The voter is led to believe that abortion and war are moral evils of equal weight. Thus we have Catholics believing that it is okay to support a pro-abortion candidate as long as he opposes the war.

Some Catholics stretch this even further to include economic policy: Innocent people are dying around the world due to the economic policies of the United States. Therefore, we need a president, despite his commitment to make abortion even more available, who will change those policies.

The true moral view is that while innocent people may die due to wars and economic policies, so long as the death of innocent people is not the intention of a war or a policy, such actions do not qualify as “objective evil”; whereas procured abortion would qualify as objective evil as it is a direct attack on innocent life.

The failure of the Catholic leadership to spell this out has created a flood of pro-abortion legislators, some of whom are Catholic themselves (Biden, Pelosi, Kennedy…)

My 2nd point - that there is a moral priority within the life issues and that this also is not spelled out - is illustrated in the next paragraph:

"The right to life is the right through which all others flow. To the extent candidates reject this fundamental right by supporting an objective evil, such as legal abortion, euthanasia or embryonic stem cell research, Catholics should consider them less acceptable for public office."

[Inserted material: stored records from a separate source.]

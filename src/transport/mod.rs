//! Boundary between the query layer and the network.
//!
//! The core only depends on the [`Transport`] trait: "send this request,
//! honoring this cancellation token, and give me parsed JSON or a typed
//! failure". The reqwest-backed implementation lives in [`http`]; tests
//! substitute scripted transports.

pub mod http;

use async_trait::async_trait;
use serde::de::DeserializeOwned;
use serde_json::Value;
use tokio::time::Duration;
use tokio_util::sync::CancellationToken;

use crate::error::{ApiError, ApiResult};
use crate::models::ListEnvelope;

pub use http::HttpTransport;

#[derive(Debug, Clone, Copy, PartialEq, Eq)]
pub enum Method {
    Get,
    Post,
    Patch,
    Delete,
}

/// A single HTTP-like exchange. Query parameters are pre-rendered strings;
/// absent filter fields are simply not present in `query` (never sent as
/// empty strings).
#[derive(Debug, Clone)]
pub struct ApiRequest {
    pub path: String,
    pub method: Method,
    pub query: Vec<(String, String)>,
    pub body: Option<Value>,
    pub headers: Vec<(String, String)>,
}

impl ApiRequest {
    pub fn get(path: impl Into<String>) -> Self {
        Self {
            path: path.into(),
            method: Method::Get,
            query: Vec::new(),
            body: None,
            headers: Vec::new(),
        }
    }

    pub fn new(method: Method, path: impl Into<String>) -> Self {
        Self {
            path: path.into(),
            method,
            query: Vec::new(),
            body: None,
            headers: Vec::new(),
        }
    }

    pub fn with_query(mut self, query: Vec<(String, String)>) -> Self {
        self.query = query;
        self
    }

    pub fn with_body(mut self, body: Value) -> Self {
        self.body = Some(body);
        self
    }
}

/// Issues requests on behalf of the query layer.
///
/// `Ok(None)` means the exchange succeeded with an empty body. Non-success
/// statuses surface as [`ApiError::Status`]; a fired token surfaces as
/// [`ApiError::Cancelled`].
#[async_trait]
pub trait Transport: Send + Sync {
    async fn send(
        &self,
        request: &ApiRequest,
        cancel: &CancellationToken,
    ) -> ApiResult<Option<Value>>;
}

/// Sends a request with bounded retries for retryable failures (network
/// loss, 5xx). The same request is reissued verbatim; cancellation and
/// definitive failures (4xx, decode) return immediately.
pub async fn send_with_retry(
    transport: &dyn Transport,
    request: &ApiRequest,
    cancel: &CancellationToken,
    max_retries: u32,
) -> ApiResult<Option<Value>> {
    let attempts = max_retries.max(1);
    let mut last_err = None;

    for attempt in 1..=attempts {
        match transport.send(request, cancel).await {
            Ok(body) => return Ok(body),
            Err(err) if err.is_cancelled() => return Err(err),
            Err(err) if err.is_retryable() && attempt < attempts => {
                log::warn!(
                    "request to {} failed (attempt {attempt}/{attempts}): {err}",
                    request.path
                );
                // Linear backoff; cancellation cuts the wait short.
                let wait = Duration::from_millis(250 * u64::from(attempt));
                tokio::select! {
                    _ = cancel.cancelled() => return Err(ApiError::Cancelled),
                    _ = tokio::time::sleep(wait) => {}
                }
                last_err = Some(err);
            }
            Err(err) => return Err(err),
        }
    }

    Err(last_err.unwrap_or_else(|| ApiError::Network("retries exhausted".into())))
}

/// Decodes a response body into a concrete type. An empty body is a decode
/// failure here: callers that expect no body don't decode.
pub fn decode<T: DeserializeOwned>(body: Option<Value>) -> ApiResult<T> {
    let value = body.ok_or_else(|| ApiError::Decode("response body was empty".into()))?;
    serde_json::from_value(value).map_err(|err| ApiError::Decode(err.to_string()))
}

#[derive(serde::Deserialize)]
#[serde(untagged)]
enum ListResponse<T> {
    Enveloped { items: Vec<T>, count: Option<u64> },
    Bare(Vec<T>),
}

/// Normalizes a list response to the enveloped form. Endpoints historically
/// disagree on whether they answer `[...]` or `{items, count}`; nothing past
/// this function ever sees the bare form.
pub fn decode_list<T: DeserializeOwned>(body: Option<Value>) -> ApiResult<ListEnvelope<T>> {
    let value = body.ok_or_else(|| ApiError::Decode("response body was empty".into()))?;
    match serde_json::from_value::<ListResponse<T>>(value) {
        Ok(ListResponse::Enveloped { items, count }) => Ok(ListEnvelope { items, count }),
        Ok(ListResponse::Bare(items)) => Ok(ListEnvelope { items, count: None }),
        Err(err) => Err(ApiError::Decode(err.to_string())),
    }
}

#[cfg(test)]
mod tests {
    use super::*;
    use serde_json::json;

    #[test]
    fn list_decode_accepts_bare_array() {
        let envelope: ListEnvelope<u32> = decode_list(Some(json!([1, 2, 3]))).unwrap();
        assert_eq!(envelope.items, vec![1, 2, 3]);
        assert_eq!(envelope.count, None);
    }

    #[test]
    fn list_decode_accepts_envelope() {
        let envelope: ListEnvelope<u32> =
            decode_list(Some(json!({"items": [4], "count": 17}))).unwrap();
        assert_eq!(envelope.items, vec![4]);
        assert_eq!(envelope.count, Some(17));
    }

    #[test]
    fn list_decode_rejects_empty_body() {
        let result: ApiResult<ListEnvelope<u32>> = decode_list(None);
        assert!(matches!(result, Err(ApiError::Decode(_))));
    }

    #[test]
    fn decode_reads_concrete_type() {
        let n: u64 = decode(Some(json!(42))).unwrap();
        assert_eq!(n, 42);
    }
}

This, by itself, is a true statement. But within the context of the current election, it is simply a pass for Obama. Here's why:

The Bishops do absolutely nothing to morally weigh each of these issues. At face value, this statement gives each of these issues the same moral weight. Thus the pro-Obama Catholic will think like this:
- Yes, Obama supports abortion
- But, McCain “supports” embryonic stem cell research (1)
- Both of those, according to the Bishops, are objectively evil
- So they cancel each other out
- Let’s disregard the life issues since both candidates are on the wrong side and let's move on to gas prices.

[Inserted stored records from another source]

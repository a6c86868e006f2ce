//! Error taxonomy for the query layer.
//!
//! The split matters to callers: [`ApiError`] variants decide retry behavior
//! and user-facing presentation, while [`FilterError`] is raised locally
//! before any request is issued.

use serde_json::Value;
use thiserror::Error;

/// Failure raised by the transport boundary or request pipeline.
#[derive(Debug, Clone, Error)]
pub enum ApiError {
    /// The exchange could not complete (connectivity loss, DNS, reset).
    #[error("request failed: {0}")]
    Network(String),

    /// The request was intentionally abandoned. Never user-visible and
    /// never recorded as an error state.
    #[error("request cancelled")]
    Cancelled,

    /// The server answered with a non-success status.
    #[error("{message} (status {status})")]
    Status {
        status: u16,
        message: String,
        /// Raw error payload, if the body parsed as JSON.
        payload: Option<Value>,
        /// Correlation id from the `x-request-id` header or a `requestId`
        /// payload field.
        request_id: Option<String>,
    },

    /// The response body could not be decoded into the expected shape.
    #[error("failed to decode response: {0}")]
    Decode(String),
}

impl ApiError {
    pub fn status(&self) -> Option<u16> {
        match self {
            ApiError::Status { status, .. } => Some(*status),
            _ => None,
        }
    }

    /// Network failures and 5xx responses are worth retrying with the same
    /// request. 4xx responses and decode failures are not.
    pub fn is_retryable(&self) -> bool {
        match self {
            ApiError::Network(_) => true,
            ApiError::Status { status, .. } => *status >= 500,
            _ => false,
        }
    }

    pub fn is_cancelled(&self) -> bool {
        matches!(self, ApiError::Cancelled)
    }

    /// A 404 on an otherwise-valid optional endpoint means the capability
    /// does not exist for this resource; callers latch it off instead of
    /// retrying.
    pub fn is_unsupported(&self) -> bool {
        self.status() == Some(404)
    }

    /// 401/403 — surfaced distinctly as "requires elevated access".
    pub fn is_access_denied(&self) -> bool {
        matches!(self.status(), Some(401) | Some(403))
    }
}

/// Local validation failure, raised before any network call.
#[derive(Debug, Clone, PartialEq, Eq, Error)]
pub enum FilterError {
    #[error("time range is inverted: 'from' is after 'to'")]
    InvalidTimeRange,

    #[error("bounding box is malformed: {0}")]
    InvalidBoundingBox(String),

    #[error("invalid timestamp '{0}'")]
    InvalidTimestamp(String),
}

/// Everything a query operation can fail with.
#[derive(Debug, Clone, Error)]
pub enum QueryError {
    #[error(transparent)]
    Filter(#[from] FilterError),

    #[error(transparent)]
    Api(#[from] ApiError),
}

pub type ApiResult<T> = std::result::Result<T, ApiError>;
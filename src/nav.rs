//! Navigation controller: mobile menu, smooth link scrolling, active-link tracking.
//!
//! DESIGN
//! ======
//! The controller knows the nav links only by the fragment each one targets.
//! On every (frame-gated) scroll it re-derives the current section from the
//! probe point and marks every link targeting that section. Clicking a link
//! highlights that exact link straight away, before the smooth scroll lands
//! and the next recompute takes over.

#[cfg(test)]
#[path = "nav_test.rs"]
mod nav_test;

use crate::config::SiteConfig;
use crate::frame::FrameGate;
use crate::layout::{SectionBox, fragment_target, probe_y, section_at};

/// Mobile menu visibility.
#[derive(Debug, Clone, Copy, Default, PartialEq, Eq)]
pub enum MenuState {
    #[default]
    Closed,
    Open,
}

impl MenuState {
    #[must_use]
    pub fn toggled(self) -> Self {
        match self {
            Self::Closed => Self::Open,
            Self::Open => Self::Closed,
        }
    }

    #[must_use]
    pub fn is_open(self) -> bool {
        self == Self::Open
    }
}

/// Navigation bar background treatment.
#[derive(Debug, Clone, Copy, Default, PartialEq, Eq)]
pub enum NavbarStyle {
    /// Page is at (or near) the top.
    #[default]
    Resting,
    /// Page has scrolled past the threshold; the bar becomes more opaque.
    Scrolled,
}

impl NavbarStyle {
    /// Style for a scroll offset: scrolled iff `scroll_y > threshold`.
    #[must_use]
    pub fn for_scroll(scroll_y: f64, threshold: f64) -> Self {
        if scroll_y > threshold { Self::Scrolled } else { Self::Resting }
    }

    #[must_use]
    pub fn background(self) -> &'static str {
        match self {
            Self::Resting => "rgba(255, 255, 253, 0.95)",
            Self::Scrolled => "rgba(255, 255, 253, 0.98)",
        }
    }

    #[must_use]
    pub fn backdrop_filter(self) -> &'static str {
        match self {
            Self::Resting => "blur(10px)",
            Self::Scrolled => "blur(20px)",
        }
    }
}

/// Which link(s) carry the `active` class.
#[derive(Debug, Clone, Default, PartialEq, Eq)]
enum ActiveLink {
    #[default]
    None,
    /// Set by a click, until the next scroll recompute.
    Clicked(usize),
    /// Every link targeting this section id.
    Section(String),
}

#[derive(Debug, Clone)]
pub struct NavController {
    targets: Vec<Option<String>>,
    menu: MenuState,
    active: ActiveLink,
    navbar: NavbarStyle,
    gate: FrameGate,
    probe_offset: f64,
    scrolled_threshold: f64,
    fallback_height: f64,
}

impl NavController {
    /// Build a controller for links with the given `href`s, in document order.
    #[must_use]
    pub fn new<I, S>(hrefs: I, config: &SiteConfig) -> Self
    where
        I: IntoIterator<Item = S>,
        S: AsRef<str>,
    {
        let targets = hrefs
            .into_iter()
            .map(|href| fragment_target(href.as_ref()).map(str::to_owned))
            .collect();
        Self {
            targets,
            menu: MenuState::Closed,
            active: ActiveLink::None,
            navbar: NavbarStyle::Resting,
            gate: FrameGate::new(),
            probe_offset: config.probe_offset_px,
            scrolled_threshold: config.navbar_scrolled_px,
            fallback_height: config.navbar_fallback_height_px,
        }
    }

    #[must_use]
    pub fn link_count(&self) -> usize {
        self.targets.len()
    }

    /// Section id the link at `index` points at.
    #[must_use]
    pub fn target_of(&self, index: usize) -> Option<&str> {
        self.targets.get(index)?.as_deref()
    }

    #[must_use]
    pub fn menu(&self) -> MenuState {
        self.menu
    }

    #[must_use]
    pub fn navbar(&self) -> NavbarStyle {
        self.navbar
    }

    #[must_use]
    pub fn is_active(&self, index: usize) -> bool {
        match &self.active {
            ActiveLink::None => false,
            ActiveLink::Clicked(clicked) => *clicked == index,
            ActiveLink::Section(id) => self.target_of(index) == Some(id.as_str()),
        }
    }

    /// Indices of every link currently marked active.
    #[must_use]
    pub fn active_links(&self) -> Vec<usize> {
        (0..self.targets.len()).filter(|&i| self.is_active(i)).collect()
    }

    pub fn toggle_menu(&mut self) -> MenuState {
        self.menu = self.menu.toggled();
        tracing::debug!(open = self.menu.is_open(), "menu toggled");
        self.menu
    }

    /// Close the menu. Returns `true` if it was open.
    pub fn close_menu(&mut self) -> bool {
        let was_open = self.menu.is_open();
        self.menu = MenuState::Closed;
        was_open
    }

    /// Handle a click on link `index` whose target section is `target`.
    ///
    /// Always closes the menu. Returns the scroll offset to animate to, which
    /// leaves the section's top edge just below the fixed navigation bar.
    pub fn link_clicked(&mut self, index: usize, target: Option<&SectionBox>, navbar_height: Option<f64>) -> Option<f64> {
        self.close_menu();
        let section = target?;
        self.active = ActiveLink::Clicked(index);
        let offset = section.top - navbar_height.unwrap_or(self.fallback_height);
        tracing::debug!(index, offset, "nav link scroll");
        Some(offset)
    }

    /// A raw scroll event arrived. Returns `true` when a frame should be scheduled.
    pub fn on_scroll(&mut self) -> bool {
        self.gate.request()
    }

    /// Frame callback: re-derive the active link and navbar style.
    pub fn recompute(&mut self, scroll_y: f64, sections: &[SectionBox]) -> NavbarStyle {
        let probe = probe_y(scroll_y, self.probe_offset);
        self.active = section_at(sections, probe)
            .and_then(|i| sections[i].id.clone())
            .map_or(ActiveLink::None, ActiveLink::Section);
        self.navbar = NavbarStyle::for_scroll(scroll_y, self.scrolled_threshold);
        self.gate.finish();
        self.navbar
    }
}
//! Single-pending-frame gate for scroll-driven recomputes.
//!
//! Scroll events fire far more often than the display refreshes. Each
//! scroll-reactive controller owns one `FrameGate`; the first scroll event in
//! a frame opens a request, later ones are dropped until the scheduled
//! recompute calls [`FrameGate::finish`]. Gates are never shared between
//! controllers, so one controller's pending frame never delays another's.

#[cfg(test)]
#[path = "frame_test.rs"]
mod frame_test;

#[derive(Debug, Clone, Copy, Default, PartialEq, Eq)]
pub struct FrameGate {
    pending: bool,
}

impl FrameGate {
    #[must_use]
    pub fn new() -> Self {
        Self::default()
    }

    /// Returns `true` when the caller should schedule a frame callback.
    pub fn request(&mut self) -> bool {
        if self.pending {
            return false;
        }
        self.pending = true;
        true
    }

    /// Mark the scheduled recompute as done.
    pub fn finish(&mut self) {
        self.pending = false;
    }

    #[must_use]
    pub fn is_pending(&self) -> bool {
        self.pending
    }
}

You think this is a "stretch"? You ought to talk to the Catholics I talk to. Clergy and laity alike walk this through step by step and straight to a clear-eyed, rational Catholic vote for Obama.
The correct moral view is that Abortion outranks all other life issues. It must be considered pre-eminent (2). Here’s why:

Abortion must remain the pre-eminent life issue because it involves two objective evils: the intentional killing of an innocent human being and torture.

50% of all abortions occur after the 9th week when the nervous system has formed sufficiently for the child to experience pain. How much the child feels before the 9th week is conjecture, but there is always the possibility that the child experiences pain.

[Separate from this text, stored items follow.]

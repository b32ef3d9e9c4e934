//! Browser bindings: wires each controller to the live document.
//!
//! SYSTEM CONTEXT
//! ==============
//! Controllers in the crate root are plain state machines. The modules here
//! read geometry and input from the DOM, feed it to those machines, and
//! project the resulting state back onto class names and inline styles.
//! Every controller is wired independently; one that cannot find its anchors
//! is skipped and the rest still run.

mod animate;
mod contact;
mod effects;
mod keyboard;
mod nav;
mod theme;
mod toast;

use std::cell::RefCell;
use std::rc::Rc;

use wasm_bindgen::{JsCast, JsValue, closure::Closure};
use web_sys::{
    Document, Element, Event, EventTarget, HtmlElement, ScrollBehavior, ScrollIntoViewOptions,
    ScrollLogicalPosition, ScrollToOptions, Window,
};

use crate::config::SiteConfig;
use crate::consts::ID_SITE_CONFIG;
use crate::error::SiteError;
use crate::layout::SectionBox;
use crate::ready::ReadyState;

pub use toast::Toaster;

/// Run the page initialization once the document has been parsed.
pub fn boot() {
    let document = match document() {
        Ok(document) => document,
        Err(e) => {
            tracing::warn!(error = %e, "behaviour layer disabled");
            return;
        }
    };
    if ready_state(&document).is_parsed() {
        init_all();
    } else if let Err(e) = listen(&document, "DOMContentLoaded", |_| init_all()) {
        tracing::warn!(error = %e, "could not wait for DOMContentLoaded");
    }
}

fn init_all() {
    let document = match document() {
        Ok(document) => document,
        Err(e) => {
            tracing::warn!(error = %e, "behaviour layer disabled");
            return;
        }
    };
    let config = load_config(&document);
    let toaster = Toaster::new(config.timings);

    let nav = report("navigation", nav::init(&document, &config));
    report("theme", theme::init(&document, &config));
    report("scroll effects", effects::init(&document, &config));
    report("contact form", contact::init(&document, &config, toaster));
    report("animations", animate::init(&document, &config));
    report("page load", animate::init_page_load(&config));
    report("keyboard", keyboard::init(&document, &config, nav));
}

fn report<T>(controller: &'static str, result: Result<T, SiteError>) -> Option<T> {
    match result {
        Ok(value) => {
            tracing::info!(controller, "wired");
            Some(value)
        }
        Err(SiteError::MissingElement(element)) => {
            tracing::warn!(controller, element, "anchor missing; controller disabled");
            None
        }
        Err(e) => {
            tracing::warn!(controller, error = %e, "controller disabled");
            None
        }
    }
}

/// Site config from the inline JSON block, or defaults.
fn load_config(document: &Document) -> SiteConfig {
    let Some(raw) = document.get_element_by_id(ID_SITE_CONFIG).and_then(|el| el.text_content()) else {
        return SiteConfig::default();
    };
    match SiteConfig::from_json(&raw) {
        Ok(config) => config,
        Err(e) => {
            tracing::warn!(error = %e, "site config ignored; using defaults");
            SiteConfig::default()
        }
    }
}

// ── Lookup ──────────────────────────────────────────────────────

pub(crate) fn ready_state(document: &Document) -> ReadyState {
    ReadyState::from_dom(&document.ready_state())
}

pub(crate) fn window() -> Result<Window, SiteError> {
    web_sys::window().ok_or(SiteError::NoDocument)
}

pub(crate) fn document() -> Result<Document, SiteError> {
    window()?.document().ok_or(SiteError::NoDocument)
}

pub(crate) fn by_id(document: &Document, id: &'static str) -> Result<Element, SiteError> {
    document.get_element_by_id(id).ok_or(SiteError::MissingElement(id))
}

/// All elements matching `selector`, in document order. Invalid selectors match nothing.
pub(crate) fn query_all(document: &Document, selector: &str) -> Vec<Element> {
    let list = match document.query_selector_all(selector) {
        Ok(list) => list,
        Err(e) => {
            warn_js("querySelectorAll", &e);
            return Vec::new();
        }
    };
    (0..list.length())
        .filter_map(|i| list.item(i))
        .filter_map(|node| node.dyn_ref::<Element>().cloned())
        .collect()
}

// ── Mutation ────────────────────────────────────────────────────

pub(crate) fn set_class(element: &Element, class: &str, on: bool) {
    if let Err(e) = element.class_list().toggle_with_force(class, on) {
        warn_js("classList.toggle", &e);
    }
}

pub(crate) fn set_style(element: &Element, property: &str, value: &str) {
    let Some(html) = element.dyn_ref::<HtmlElement>() else {
        return;
    };
    if let Err(e) = html.style().set_property(property, value) {
        warn_js("style.setProperty", &e);
    }
}

pub(crate) fn warn_js(call: &'static str, error: &JsValue) {
    tracing::warn!(call, error = ?error, "browser call failed");
}

// ── Events and scheduling ───────────────────────────────────────

/// Attach a listener for the lifetime of the page.
pub(crate) fn listen(target: &EventTarget, event: &str, handler: impl FnMut(Event) + 'static) -> Result<(), SiteError> {
    let closure = Closure::<dyn FnMut(Event)>::new(handler);
    target.add_event_listener_with_callback(event, closure.as_ref().unchecked_ref())?;
    closure.forget();
    Ok(())
}

/// Run `task` on the next animation frame, or right away if frames are unavailable.
pub(crate) fn next_frame(task: impl FnOnce() + 'static) {
    let slot = Rc::new(RefCell::new(Some(task)));
    let Some(window) = web_sys::window() else {
        run_slot(&slot);
        return;
    };
    let slot_for_cb = Rc::clone(&slot);
    let callback = Closure::once_into_js(move |_ts: f64| run_slot(&slot_for_cb));
    if let Err(e) = window.request_animation_frame(callback.unchecked_ref()) {
        warn_js("requestAnimationFrame", &e);
        run_slot(&slot);
    }
}

/// Run `task` once after `delay_ms`. The callback is released after it runs.
///
/// Use a stored `gloo_timers` `Timeout` instead when the timer must be cancellable.
pub(crate) fn after(delay_ms: u32, task: impl FnOnce() + 'static) {
    let Some(window) = web_sys::window() else {
        tracing::warn!(delay_ms, "no window; deferred task dropped");
        return;
    };
    let callback = Closure::once_into_js(task);
    let delay = i32::try_from(delay_ms).unwrap_or(i32::MAX);
    if let Err(e) = window.set_timeout_with_callback_and_timeout_and_arguments_0(callback.unchecked_ref(), delay) {
        warn_js("setTimeout", &e);
    }
}

fn run_slot<F: FnOnce()>(slot: &Rc<RefCell<Option<F>>>) {
    let task = slot.borrow_mut().take();
    if let Some(task) = task {
        task();
    }
}

// ── Geometry and scrolling ──────────────────────────────────────

pub(crate) fn scroll_y() -> f64 {
    let Some(window) = web_sys::window() else {
        return 0.0;
    };
    window.scroll_y().unwrap_or_else(|e| {
        warn_js("scrollY", &e);
        0.0
    })
}

pub(crate) fn smooth_scroll_to(top: f64) {
    let Some(window) = web_sys::window() else {
        return;
    };
    let options = ScrollToOptions::new();
    options.set_top(top);
    options.set_behavior(ScrollBehavior::Smooth);
    window.scroll_to_with_scroll_to_options(&options);
}

pub(crate) fn smooth_scroll_into_view(element: &Element) {
    let options = ScrollIntoViewOptions::new();
    options.set_behavior(ScrollBehavior::Smooth);
    options.set_block(ScrollLogicalPosition::Start);
    element.scroll_into_view_with_scroll_into_view_options(&options);
}

fn element_id(element: &Element) -> Option<String> {
    let id = element.id();
    (!id.is_empty()).then_some(id)
}

/// Layout box from `offsetTop` / `clientHeight`.
pub(crate) fn offset_box(element: &Element) -> SectionBox {
    let top = element.dyn_ref::<HtmlElement>().map_or(0, HtmlElement::offset_top);
    SectionBox { id: element_id(element), top: f64::from(top), height: f64::from(element.client_height()) }
}

/// Layout box from the viewport rect, shifted into document coordinates.
pub(crate) fn rect_box(element: &Element, scroll_y: f64) -> SectionBox {
    let rect = element.get_bounding_client_rect();
    SectionBox { id: element_id(element), top: rect.top() + scroll_y, height: rect.height() }
}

Embryonic Stem Cell Research does not rank with abortion because it does not directly entail the torture of a human being, though the abortion that provided the fetus and thus the stem cells may have.

Euthanasia also normally does not directly entail torture, though it may as in the case when victims are starved to death. Euthanasia also differs from Abortion in terms of the "defenselessness of the victim". While in some cases the victim is truly helpless (Terry Schiavo), often the person being euthanized has some control over the situation whether in a will or with a direct request.

The fact is that while Euthanasia MAY involve the true "defenselessness of the victim", Abortion ALWAYS involves the "defenselessness of the victim". Thus, from a purely objective standpoint, ABORTION must rank as the life issue with the greatest moral weight and thus the one issue upon which every other issue must hinge.

The bottom line is a failing grade for most of the class. When most of the class fails it is really an indictment of the teacher. Bishops must do more than disseminate statements. What can they do? I’ll get to that in my next post.


(1) McCain’s support of ESCR is limited to existing embryos that would otherwise be destroyed. While this does not change the objective nature of the evil, it is worth noting as a matter of moral degrees.

(2) To it’s credit, the USCCB document Forming Consciences for Faithful Citizenship does reference the issue of abortion as “pre-eminent” (par. 90), but the impact is immediately lessened by an list of other issues that quickly dwindles into concerns over economic justice and health care.